Beef Curry with Pumpkin
Pumpkin and Beef Curry – This Thai-style beef curry is amazingly delicious, with chunks of pumpkin in a mildly spicy and rich curry. SO YUMMY.
Prep Time8 minutes mins
Cook Time25 minutes mins
Total Time33 minutes mins
Course: Beef
Cuisine: Thai Recipes
Keyword: Beef Curry with Pumpkin
Servings: 4 people
- 1 1/2 tablespoons vegetable oil
- 1.76 oz (50g) red curry paste see picture below
- 4 tablespoons coconut milk plus 1 1/2 cups
- 1 pound (30g) beef sliced thinly
- 1 1/2 tablespoons fish sauce
- 1 teaspoon sugar
- 1/4 teaspoon paprika powder
- 6 kaffir lime leaves
- 1 1/2 cups cubed pumpkin or Kabocha pumpkin
In a small bowl, mix together the vegetable oil, red curry paste, and 4 tablespoons of coconut milk.

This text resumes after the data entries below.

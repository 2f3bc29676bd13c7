//! Order filter descriptors
//!
//! An [`OrderFilter`] is a storage-neutral predicate over order records.
//! The in-memory store evaluates it with [`OrderFilter::matches`]; other
//! backends translate its fields into their native query language.

use super::order::{Order, OrderStatus, Region};
use super::query::parse_number;
use chrono::{DateTime, Utc};
use regex::{Regex, RegexBuilder};

/// Free-text search over an order
///
/// Matches when the customer name, region or order id contains the text
/// (case-insensitive). When the text is itself a number, orders whose amount
/// prints with that text inside also match.
#[derive(Debug, Clone)]
pub struct SearchFilter {
    text: String,
    pattern: Regex,
    numeric: bool,
}

impl SearchFilter {
    /// Build a search filter; blank text means no search
    pub fn parse(raw: &str) -> Option<Self> {
        let text = raw.trim();
        if text.is_empty() {
            return None;
        }

        let pattern = RegexBuilder::new(&regex::escape(text))
            .case_insensitive(true)
            .build()
            .ok()?;

        Some(Self {
            text: text.to_string(),
            pattern,
            numeric: parse_number(text).is_some(),
        })
    }

    /// The trimmed search text
    pub fn text(&self) -> &str {
        &self.text
    }

    /// Whether the text also searches amounts
    pub fn is_numeric(&self) -> bool {
        self.numeric
    }

    pub fn matches(&self, order: &Order) -> bool {
        self.pattern.is_match(&order.customer)
            || self.pattern.is_match(order.region.as_str())
            || self.pattern.is_match(&order.order_id)
            || (self.numeric && order.amount_text().contains(&self.text))
    }
}

/// Requested region
///
/// Values outside the fixed set are kept rather than dropped, so they
/// restrict the result to nothing instead of widening it.
#[derive(Debug, Clone, PartialEq, Eq)]
pub enum RegionFilter {
    Known(Region),
    Unknown(String),
}

impl RegionFilter {
    /// Empty text means no region filter; anything else restricts
    pub fn parse(raw: &str) -> Option<Self> {
        if raw.is_empty() {
            return None;
        }
        Some(match raw.parse() {
            Ok(region) => RegionFilter::Known(region),
            Err(_) => RegionFilter::Unknown(raw.to_string()),
        })
    }

    /// The value as it is stored and compared
    pub fn as_str(&self) -> &str {
        match self {
            RegionFilter::Known(region) => region.as_str(),
            RegionFilter::Unknown(raw) => raw.as_str(),
        }
    }

    pub fn matches(&self, region: Region) -> bool {
        match self {
            RegionFilter::Known(wanted) => *wanted == region,
            RegionFilter::Unknown(_) => false,
        }
    }
}

impl From<Region> for RegionFilter {
    fn from(region: Region) -> Self {
        RegionFilter::Known(region)
    }
}

/// Predicate over order records
///
/// Every field is optional; an unset field does not restrict anything.
#[derive(Debug, Clone, Default)]
pub struct OrderFilter {
    /// Free-text search
    pub search: Option<SearchFilter>,

    /// Exact region
    pub region: Option<RegionFilter>,

    /// Calendar month of the order date, 1-indexed (January = 1)
    pub month: Option<i64>,

    /// Exact status code
    pub status: Option<i64>,

    /// Inclusive lower bound on the order date
    pub date_from: Option<DateTime<Utc>>,

    /// Exclusive upper bound on the order date
    pub date_before: Option<DateTime<Utc>>,
}

impl OrderFilter {
    /// Filter that matches every order
    pub fn all() -> Self {
        Self::default()
    }

    /// Filter that matches completed orders only
    pub fn completed() -> Self {
        Self::default().with_status(OrderStatus::Completed)
    }

    pub fn with_status(mut self, status: OrderStatus) -> Self {
        self.status = Some(status.code() as i64);
        self
    }

    pub fn in_region(mut self, region: impl Into<RegionFilter>) -> Self {
        self.region = Some(region.into());
        self
    }

    /// Restrict to orders dated at or after `from`
    pub fn since(mut self, from: DateTime<Utc>) -> Self {
        self.date_from = Some(from);
        self
    }

    /// Restrict to orders dated strictly before `before`
    pub fn before(mut self, before: DateTime<Utc>) -> Self {
        self.date_before = Some(before);
        self
    }

    /// Drop the status restriction (customer views ignore it)
    pub fn without_status(mut self) -> Self {
        self.status = None;
        self
    }

    pub fn matches(&self, order: &Order) -> bool {
        self.search.as_ref().is_none_or(|s| s.matches(order))
            && self.region.as_ref().is_none_or(|r| r.matches(order.region))
            && self.month.is_none_or(|m| i64::from(order.month()) == m)
            && self.status.is_none_or(|s| i64::from(order.status.code()) == s)
            && self.date_from.is_none_or(|from| order.date >= from)
            && self.date_before.is_none_or(|before| order.date < before)
    }
}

Stir-fry the mixture in a wok over medium heat until fragrant.
Add the beef and give it a quick toss. Let it cook for about 1 minute, then add 1 1/2 cups of coconut milk, fish sauce, sugar, paprika powder, and kaffir leaves. Stir to combine.
Bring to a boil, then reduce the heat and cook for 8-10 minutes. Add the pumpkin and cook for an additional 4-5 minutes. Serve with rice.
This is the red curry paste I used for this recipe.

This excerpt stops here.